---------- Data for the task ----------

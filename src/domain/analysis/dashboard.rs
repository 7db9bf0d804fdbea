//! Production dashboard - KPIs, control bands and distributions per variable.

use super::errors::AnalysisError;
use super::histogram::bins_series;
use crate::domain::dataset::Dataset;
use crate::domain::report::{fmt2, Chart, PlotSpec, Report, Series, SeriesKind, Table};
use crate::domain::stats::{self, Bin};

pub const DEFAULT_TITLE: &str = "Production Analysis Dashboard";
pub const DEFAULT_DESCRIPTION: &str = "Detailed analysis of process metrics";

#[derive(Debug, Clone, PartialEq)]
pub struct Kpi {
    pub variable: String,
    pub mean: f64,
    pub min: f64,
    pub max: f64,
    /// `mean ± 1·std`; collapses to the mean when std is undefined.
    pub band: (f64, f64),
    pub series: Vec<(f64, f64)>,
    pub bins: Vec<Bin>,
}

#[derive(Debug, Clone, PartialEq)]
pub struct Dashboard {
    pub title: String,
    pub description: String,
    pub kpis: Vec<Kpi>,
}

/// Default variables: numeric columns at positions 2 and 3, else the
/// first two numeric columns.
pub fn default_variables(dataset: &Dataset) -> Vec<String> {
    let positional: Vec<String> = dataset
        .columns()
        .iter()
        .skip(2)
        .take(2)
        .filter(|c| c.is_numeric())
        .map(|c| c.name.clone())
        .collect();
    if !positional.is_empty() {
        return positional;
    }
    dataset.numeric_names().into_iter().take(2).collect()
}

pub struct DashboardBuilder;

impl DashboardBuilder {
    pub fn build(
        dataset: &Dataset,
        title: Option<&str>,
        description: Option<&str>,
        variables: &[String],
    ) -> Result<Dashboard, AnalysisError> {
        let variables = if variables.is_empty() {
            default_variables(dataset)
        } else {
            variables.to_vec()
        };
        if variables.is_empty() {
            return Err(AnalysisError::computation(
                "The dataset has no numeric columns for the dashboard",
            ));
        }

        let kpis = variables
            .iter()
            .map(|variable| -> Result<Kpi, AnalysisError> {
                let column = dataset.numeric_column(variable)?;
                let series: Vec<(f64, f64)> = column
                    .values
                    .iter()
                    .enumerate()
                    .filter_map(|(i, v)| v.as_number().map(|n| ((i + 1) as f64, n)))
                    .collect();
                let data: Vec<f64> = series.iter().map(|(_, v)| *v).collect();
                let no_data = || {
                    AnalysisError::computation(format!("Column '{}' has no numeric values", variable))
                };
                let mean = stats::mean(&data).ok_or_else(no_data)?;
                let std = stats::std_dev(&data).unwrap_or(0.0);
                Ok(Kpi {
                    variable: variable.clone(),
                    mean,
                    min: stats::min(&data).ok_or_else(no_data)?,
                    max: stats::max(&data).ok_or_else(no_data)?,
                    band: (mean - std, mean + std),
                    bins: stats::histogram(&data).ok_or_else(no_data)?,
                    series,
                })
            })
            .collect::<Result<Vec<_>, AnalysisError>>()?;

        Ok(Dashboard {
            title: non_blank(title).unwrap_or(DEFAULT_TITLE).to_string(),
            description: non_blank(description).unwrap_or(DEFAULT_DESCRIPTION).to_string(),
            kpis,
        })
    }
}

fn non_blank(value: Option<&str>) -> Option<&str> {
    value.map(str::trim).filter(|v| !v.is_empty())
}

impl Dashboard {
    pub fn kpi_table(&self) -> Table {
        let mut table = Table::new("Key indicators", &["Variable", "Mean", "Min", "Max"]);
        for kpi in &self.kpis {
            table.push_row(vec![
                kpi.variable.clone(),
                fmt2(kpi.mean),
                fmt2(kpi.min),
                fmt2(kpi.max),
            ]);
        }
        table
    }

    pub fn to_report(&self) -> Report {
        let mut report = Report::new(self.title.clone())
            .with_description(self.description.clone())
            .with_table(self.kpi_table());
        for kpi in &self.kpis {
            let control = PlotSpec::new(format!("Control chart - {}", kpi.variable), "Sample", kpi.variable.clone())
                .with_series(Series::xy(kpi.variable.clone(), SeriesKind::Line, kpi.series.clone()))
                .with_guide("Mean + 1σ", kpi.band.1)
                .with_guide("Mean", kpi.mean)
                .with_guide("Mean - 1σ", kpi.band.0);
            let distribution = PlotSpec::new(format!("Distribution of {}", kpi.variable), kpi.variable.clone(), "Frequency")
                .with_series(bins_series("Frequency", &kpi.bins));
            report = report
                .with_chart(Chart::Plot(control))
                .with_chart(Chart::Plot(distribution));
        }
        report.with_interpretation(self.kpis.iter().map(|k| {
            format!(
                "{}: mean {} (min {} | max {})",
                k.variable,
                fmt2(k.mean),
                fmt2(k.min),
                fmt2(k.max)
            )
        }))
    }
}

#[cfg(test)]
mod tests {
    use super::*;
    use crate::domain::dataset::Column;

    fn production() -> Dataset {
        Dataset::new(
            "prod.csv",
            vec![
                Column::categorical("Lote", vec![Some("L1"), Some("L2"), Some("L3")]),
                Column::numeric("Hora", vec![Some(1.0), Some(2.0), Some(3.0)]),
                Column::numeric("Temperatura", vec![Some(70.0), Some(72.0), Some(74.0)]),
                Column::categorical("Operador", vec![Some("a"), Some("b"), Some("c")]),
            ],
        )
        .unwrap()
    }

    #[test]
    fn defaults_pick_numeric_columns_at_positions_two_and_three() {
        assert_eq!(default_variables(&production()), vec!["Temperatura".to_string()]);
    }

    #[test]
    fn defaults_fall_back_to_first_numeric_columns() {
        let ds = Dataset::new(
            "x",
            vec![
                Column::numeric("a", vec![Some(1.0)]),
                Column::numeric("b", vec![Some(2.0)]),
            ],
        )
        .unwrap();
        assert_eq!(default_variables(&ds), vec!["a".to_string(), "b".to_string()]);
    }

    #[test]
    fn kpis_and_band() {
        let d = DashboardBuilder::build(&production(), None, Some("  "), &[]).unwrap();
        assert_eq!(d.title, DEFAULT_TITLE);
        assert_eq!(d.description, DEFAULT_DESCRIPTION);
        let kpi = &d.kpis[0];
        assert!((kpi.mean - 72.0).abs() < 1e-9);
        assert!((kpi.band.0 - 70.0).abs() < 1e-9);
        assert!((kpi.band.1 - 74.0).abs() < 1e-9);
    }

    #[test]
    fn explicit_categorical_variable_is_rejected() {
        let result = DashboardBuilder::build(&production(), None, None, &["Operador".to_string()]);
        assert!(matches!(result, Err(AnalysisError::Dataset(_))));
    }

    #[test]
    fn report_has_two_charts_per_variable() {
        let d = DashboardBuilder::build(&production(), Some("Line 1"), None, &[
            "Hora".to_string(),
            "Temperatura".to_string(),
        ])
        .unwrap();
        let report = d.to_report();
        assert_eq!(report.title, "Line 1");
        assert_eq!(report.charts.len(), 4);
        assert_eq!(report.tables[0].rows.len(), 2);
    }
}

----------

* [About this exercise]
Collect each line above holding the string "take".

* [Solution to this exercise]
        .take(2)
    dataset.numeric_names().into_iter().take(2).collect()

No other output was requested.